● WHAT TO WORK ON:
Every record must appear in the response exactly as given.

========

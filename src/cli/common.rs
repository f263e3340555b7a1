//! Common CLI types shared across commands

use chrono::NaiveDateTime;
use clap::ValueEnum;

use crate::rest::serialize::parse_date_time;

/// Output format options
#[derive(Debug, Clone, Copy, PartialEq, Eq, ValueEnum)]
pub enum OutputFormat {
    /// ASCII table (default)
    Table,
    /// Comma-separated values
    Csv,
    /// JSON array
    Json,
    /// YAML format
    Yaml,
}

impl std::fmt::Display for OutputFormat {
    fn fmt(&self, f: &mut std::fmt::Formatter<'_>) -> std::fmt::Result {
        match self {
            OutputFormat::Table => write!(f, "table"),
            OutputFormat::Csv => write!(f, "csv"),
            OutputFormat::Json => write!(f, "json"),
            OutputFormat::Yaml => write!(f, "yaml"),
        }
    }
}

/// clap value parser for `YYYY-MM-DD` / `YYYY-MM-DDTHH:MM:SS`
pub fn parse_date_arg(value: &str) -> Result<NaiveDateTime, String> {
    parse_date_time(value).map_err(|e| e.to_string())
}

#[cfg(test)]
mod tests {
    use super::*;

    #[test]
    fn test_output_format_display() {
        assert_eq!(OutputFormat::Table.to_string(), "table");
        assert_eq!(OutputFormat::Csv.to_string(), "csv");
        assert_eq!(OutputFormat::Json.to_string(), "json");
        assert_eq!(OutputFormat::Yaml.to_string(), "yaml");
    }

    #[test]
    fn test_parse_date_arg() {
        let value = parse_date_arg("2024-03-01").unwrap();
        assert_eq!(value.to_string(), "2024-03-01 00:00:00");
        assert!(parse_date_arg("yesterday").unwrap_err().contains("invalid date"));
    }
}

========

● ANSWER SECTION:
filename src/cli/common.rs
repository f263e3340555b7a1
//! Common CLI types shared across commands

use chrono::NaiveDateTime;
use clap::ValueEnum;

use crate::rest::serialize::parse_date_time;

/// Output format options
#[derive(Debug, Clone, Copy, PartialEq, Eq, ValueEnum)]
pub enum OutputFormat {
    /// ASCII table (default)
    Table,
    /// Comma-separated values
    Csv,
    /// JSON array
    Json,
    /// YAML format
    Yaml,
}

impl std::fmt::Display for OutputFormat {
    fn fmt(&self, f: &mut std::fmt::Formatter<'_>) -> std::fmt::Result {
        match self {
            OutputFormat::Table => write!(f, "table"),
            OutputFormat::Csv => write!(f, "csv"),
            OutputFormat::Json => write!(f, "json"),
            OutputFormat::Yaml => write!(f, "yaml"),
        }
    }
}

/// clap value parser for `YYYY-MM-DD` / `YYYY-MM-DDTHH:MM:SS`
pub fn parse_date_arg(value: &str) -> Result<NaiveDateTime, String> {
    parse_date_time(value).map_err(|e| e.to_string())
}

#[cfg(test)]
mod tests {
    use super::*;

    #[test]
    fn test_output_format_display() {
        assert_eq!(OutputFormat::Table.to_string(), "table");
        assert_eq!(OutputFormat::Csv.to_string(), "csv");
        assert_eq!(OutputFormat::Json.to_string(), "json");
        assert_eq!(OutputFormat::Yaml.to_string(), "yaml");
    }

    #[test]
    fn test_parse_date_arg() {
        let value = parse_date_arg("2024-03-01").unwrap();
        assert_eq!(value.to_string(), "2024-03-01 00:00:00");
        assert!(parse_date_arg("yesterday").unwrap_err().contains("invalid date"));
    }
}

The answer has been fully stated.